Bleeding the Merak LHM system

By Craig Ranson
By Craig Ranson

Managing Director – Bridge Classic Cars

  1. Assuming entire system to be dry but connected and engine ready to run, add fresh LHM fluid to the reservoir.
  2. Also, prime the LHM pump by pouring LHM down the return pipe or filling prior to installation.
  3. Start the engine and allo fluid to circulate around the system for 10 to 20 seconds. Keep the engine running throughout the bleeding procedure to maintain hydraulic pressure.
  4. Keep checking and topping up the level of LHM in the reservoir throughout the following procedure.
  5. Firstly bleed the regulator. To do this, locate the 12mm a/f bolt on the side of the regulator that is the bleed screw. Loosen this and you will hear air whistle out. Keep this open until the noise stops and then repeat three to four times. lock the bleed screw.
  6. Next bleed the brakes. Start with the rear calipers and assemble a bleed bottle on the nipple in the normal way. Open the nipple and push the brake pedal. You will only need to gently push the pedal as the LHM will come out quite quickly. After a few seconds, close the nipple, release the pedal and start again. Due to the high pressure nature of the system, it is impossible to check for air bubbles in the bleed tube. Just repeat the procedure as below.
  7. Bleed each of the four brake calipers in turn at least twice.
  8. Next bleed the clutch; to do this, assemble the bleed bottle on the nipple on the slave cylinder.
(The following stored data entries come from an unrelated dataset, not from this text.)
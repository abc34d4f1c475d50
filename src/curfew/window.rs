//! Okno ciszy nocnej: start + długość, z obsługą przejścia przez północ.

use chrono::{Duration, NaiveDateTime, NaiveTime, Timelike};

use crate::error::ConfigError;

pub const MIN_SLEEP_SECS: i64 = 1;
pub const MAX_SLEEP_SECS: i64 = 3600;

#[derive(Debug, Clone, Copy, PartialEq, Eq)]
pub struct CurfewWindow {
    start: NaiveTime,
    end: NaiveTime,
    duration_hours: i64,
}

impl CurfewWindow {
    /// "HH:MM" albo "HH.MM"; "24:00" znaczy północ.
    pub fn parse_start(raw: &str) -> Result<NaiveTime, ConfigError> {
        let bad = || ConfigError::InvalidTime(raw.to_string());
        let trimmed = raw.trim();
        let (h, m) = trimmed
            .split_once(':')
            .or_else(|| trimmed.split_once('.'))
            .ok_or_else(bad)?;
        let hour: u32 = h.trim().parse().map_err(|_| bad())?;
        let minute: u32 = m.trim().parse().map_err(|_| bad())?;

        match (hour, minute) {
            (24, 0) => Ok(NaiveTime::MIN),
            (h, m) if h < 24 && m < 60 => NaiveTime::from_hms_opt(h, m, 0).ok_or_else(bad),
            _ => Err(bad()),
        }
    }

    pub fn new(start: &str, duration_hours: i64) -> Result<Self, ConfigError> {
        let start = Self::parse_start(start)?;
        Self::from_parts(start, duration_hours)
    }

    pub fn from_parts(start: NaiveTime, duration_hours: i64) -> Result<Self, ConfigError> {
        if !(1..=24).contains(&duration_hours) {
            return Err(ConfigError::DurationOutOfRange(duration_hours));
        }
        let (end, _) = start.overflowing_add_signed(Duration::hours(duration_hours));
        Ok(Self {
            start,
            end,
            duration_hours,
        })
    }

    pub fn start(&self) -> NaiveTime {
        self.start
    }

    pub fn end(&self) -> NaiveTime {
        self.end
    }

    pub fn duration_hours(&self) -> i64 {
        self.duration_hours
    }

    pub fn is_cross_day(&self) -> bool {
        self.start >= self.end
    }

    pub fn is_curfew_time(&self, now: NaiveTime) -> bool {
        if self.is_cross_day() {
            now >= self.start || now < self.end
        } else {
            self.start <= now && now < self.end
        }
    }

    /// Sekundy do najbliższej istotnej granicy okna, przycięte do [1, 3600].
    pub fn next_check_seconds(&self, now: NaiveDateTime) -> u64 {
        let t = now.time();
        let today = now.date();

        let target = if self.is_curfew_time(t) {
            // koniec: dziś, chyba że okno zaczęło się dziś i kończy jutro
            if self.is_cross_day() && t >= self.start {
                (today + Duration::days(1)).and_time(self.end)
            } else {
                today.and_time(self.end)
            }
        } else if t < self.start {
            today.and_time(self.start)
        } else {
            (today + Duration::days(1)).and_time(self.start)
        };

        (target - now)
            .num_seconds()
            .clamp(MIN_SLEEP_SECS, MAX_SLEEP_SECS) as u64
    }

    /// Północ pokazujemy jako "24:00".
    pub fn start_display(&self) -> String {
        if self.start == NaiveTime::MIN {
            "24:00".to_string()
        } else {
            hh_mm(self.start)
        }
    }

    pub fn end_display(&self) -> String {
        hh_mm(self.end)
    }
}

fn hh_mm(t: NaiveTime) -> String {
    format!("{:02}:{:02}", t.hour(), t.minute())
}
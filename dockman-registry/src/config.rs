//! Registry configuration

use dockman_core::{ContainerId, Error, Result};
use serde::{Deserialize, Serialize};

/// Default container tool
pub const DEFAULT_TOOL: &str = "docker";

/// Registry configuration
#[derive(Debug, Clone, PartialEq, Eq, Serialize, Deserialize)]
#[serde(default)]
pub struct RegistryConfig {
    /// Executable name or path of the container tool
    pub tool: String,

    /// Keep the last built collection and return it from later listings
    pub cache: bool,
}

impl Default for RegistryConfig {
    fn default() -> Self {
        Self {
            tool: DEFAULT_TOOL.to_string(),
            cache: false,
        }
    }
}

impl RegistryConfig {
    /// Create a new registry configuration
    #[must_use]
    pub fn new() -> Self {
        Self::default()
    }

    /// Use another tool with the same command line (e.g. `podman`)
    #[must_use]
    pub fn with_tool(mut self, tool: impl Into<String>) -> Self {
        self.tool = tool.into();
        self
    }

    /// Enable or disable collection caching
    #[must_use]
    pub fn with_cache(mut self, enable: bool) -> Self {
        self.cache = enable;
        self
    }

    /// Check the configuration before use
    ///
    /// # Errors
    /// Returns [`Error::InvalidConfig`] if the tool is blank.
    pub fn validate(&self) -> Result<()> {
        if self.tool.trim().is_empty() {
            return Err(Error::InvalidConfig {
                message: "Container tool cannot be empty".to_string(),
            });
        }
        Ok(())
    }

    /// `<tool> ps -a`
    #[must_use]
    pub fn list_all_command(&self) -> Vec<String> {
        vec![self.tool.clone(), "ps".to_string(), "-a".to_string()]
    }

    /// `<tool> ps`
    #[must_use]
    pub fn list_running_command(&self) -> Vec<String> {
        vec![self.tool.clone(), "ps".to_string()]
    }

    /// `<tool> stop <id>`
    #[must_use]
    pub fn stop_command(&self, id: &ContainerId) -> Vec<String> {
        vec![self.tool.clone(), "stop".to_string(), id.to_string()]
    }

    /// `<tool> rm <id>`
    #[must_use]
    pub fn remove_command(&self, id: &ContainerId) -> Vec<String> {
        vec![self.tool.clone(), "rm".to_string(), id.to_string()]
    }
}

#[cfg(test)]
mod tests {
    use super::*;

    #[test]
    fn test_default_config() {
        let config = RegistryConfig::default();
        assert_eq!(config.tool, "docker");
        assert!(!config.cache);
        assert!(config.validate().is_ok());
    }

    #[test]
    fn test_builder_pattern() {
        let config = RegistryConfig::new().with_tool("podman").with_cache(true);
        assert_eq!(config.tool, "podman");
        assert!(config.cache);
        assert_eq!(config.list_all_command(), ["podman", "ps", "-a"]);
    }

    #[test]
    fn test_commands() {
        let config = RegistryConfig::new();
        let id = ContainerId::new("web").unwrap();
        assert_eq!(config.list_running_command(), ["docker", "ps"]);
        assert_eq!(config.stop_command(&id), ["docker", "stop", "web"]);
        assert_eq!(config.remove_command(&id), ["docker", "rm", "web"]);
    }

    #[test]
    fn test_blank_tool_rejected() {
        let config = RegistryConfig::new().with_tool("  ");
        assert!(matches!(config.validate(), Err(Error::InvalidConfig { .. })));
    }

    #[test]
    fn test_config_serde_defaults() {
        let config: RegistryConfig = serde_json::from_str(r#"{"cache":true}"#).unwrap();
        assert_eq!(config.tool, "docker");
        assert!(config.cache);
    }
}
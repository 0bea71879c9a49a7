use crate::cli::{Cli, Commands};
use anyhow::{Context, Result};
use dockman_registry::{CommandRunner, ContainerRegistry, RegistryConfig};

pub mod list;
pub mod remove;
pub mod stop;

/// Build the registry and dispatch command to appropriate handler
pub fn dispatch(cli: Cli) -> Result<()> {
    let config = RegistryConfig::new().with_tool(cli.tool);
    let mut registry =
        ContainerRegistry::new(CommandRunner::new(), config).context("Invalid configuration")?;

    match cli.command {
        Commands::Ps { running, json } => list::execute(&mut registry, running, json),
        Commands::Stop { ids } => stop::execute(&mut registry, &ids),
        Commands::Rm { id, force } => remove::execute(&mut registry, &id, force),
    }
}
//! Error types for Dockman

use thiserror::Error;

/// Dockman error types
#[derive(Error, Debug)]
#[non_exhaustive]
pub enum Error {
    /// I/O error
    #[error("I/O error: {0}")]
    Io(#[from] std::io::Error),

    /// The external tool could not be started or a listing exited abnormally
    #[error("Failed to run `{command}`: {message}")]
    ToolInvocation {
        /// Command line that was attempted
        command: String,
        /// Error message
        message: String,
    },

    /// Removal refused because the container is still running
    #[error("Container '{id}' is running")]
    RunningConflict {
        /// Identifier passed to remove
        id: String,
    },

    /// Tool output did not match the expected table layout
    #[error("Parse error: {message}")]
    Parse {
        /// Error message
        message: String,
    },

    /// Identifier rejected before it reached the tool
    #[error("Invalid container identifier '{id}': {reason}")]
    InvalidIdentifier {
        /// Offending identifier
        id: String,
        /// Why it was rejected
        reason: String,
    },

    /// Invalid configuration
    #[error("Invalid configuration: {message}")]
    InvalidConfig {
        /// Error message
        message: String,
    },
}

impl Error {
    /// Build a [`Error::Parse`] from anything printable
    pub fn parse(message: impl Into<String>) -> Self {
        Self::Parse {
            message: message.into(),
        }
    }

    /// Whether this is the recoverable "container is running" refusal
    #[must_use]
    pub const fn is_running_conflict(&self) -> bool {
        matches!(self, Self::RunningConflict { .. })
    }
}

/// Result type alias for Dockman operations
pub type Result<T> = std::result::Result<T, Error>;
//! CLI argument definitions

use clap::{Parser, Subcommand};

#[derive(Parser)]
#[command(name = "dockman")]
#[command(about = "Inspect, stop and remove containers through the container CLI", long_about = None)]
#[command(version)]
pub struct Cli {
    /// Enable verbose logging
    #[arg(short, long, global = true)]
    pub verbose: bool,

    /// Container tool to invoke (docker, podman, or a path)
    #[arg(long, global = true, default_value = "docker")]
    pub tool: String,

    #[command(subcommand)]
    pub command: Commands,
}

#[derive(Subcommand)]
pub enum Commands {
    /// List containers with their running status
    Ps {
        /// Only show running containers
        #[arg(long)]
        running: bool,

        /// Print the containers as JSON
        #[arg(long)]
        json: bool,
    },

    /// Stop containers (every running container when no ID is given)
    Stop {
        /// Container IDs or names
        ids: Vec<String>,
    },

    /// Remove a container
    Rm {
        /// Container ID or name
        id: String,

        /// Stop the container first if it is running
        #[arg(short, long)]
        force: bool,
    },
}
With the engine running, open the nipple and push the pedal down to the floor and keep depressed. At the same time, operate the headlamp pod raising and lowering switch up and down continuously and also pump the brake pedal. This is because although the headlamp pod system is self bleeding, it is possible for air in this system to be drawn into the clutch circuit. After a few seconds, close the nipple and then repeat the procedure.
  9. By now you should have brakes and clutch action. However, we recommend repeating the entire procedure starting with the regulator.
  10. Having completed to this point, check operation of brakes and clutch.
  11. To check the clutch, just depress the pedal and check that the clutch fork moves throughout its range. keep pedal depressed and check that the fork does not ‘slip’ back. Check again the next day after running the engine. If the clutch pressure has disappeared, there is still air in the system. Therefore try bleeding once again.
  12. To check the brakes, push the pedal and listen for rasping noise. if there is noise, bleed the system once again. Then drive the car and check for delay in braking action when pressing the pedal. If there is delay then there is still air in the system and it should be bled again. If not, then the system is ready for use.

This information has been provided to us from the Maserati Club.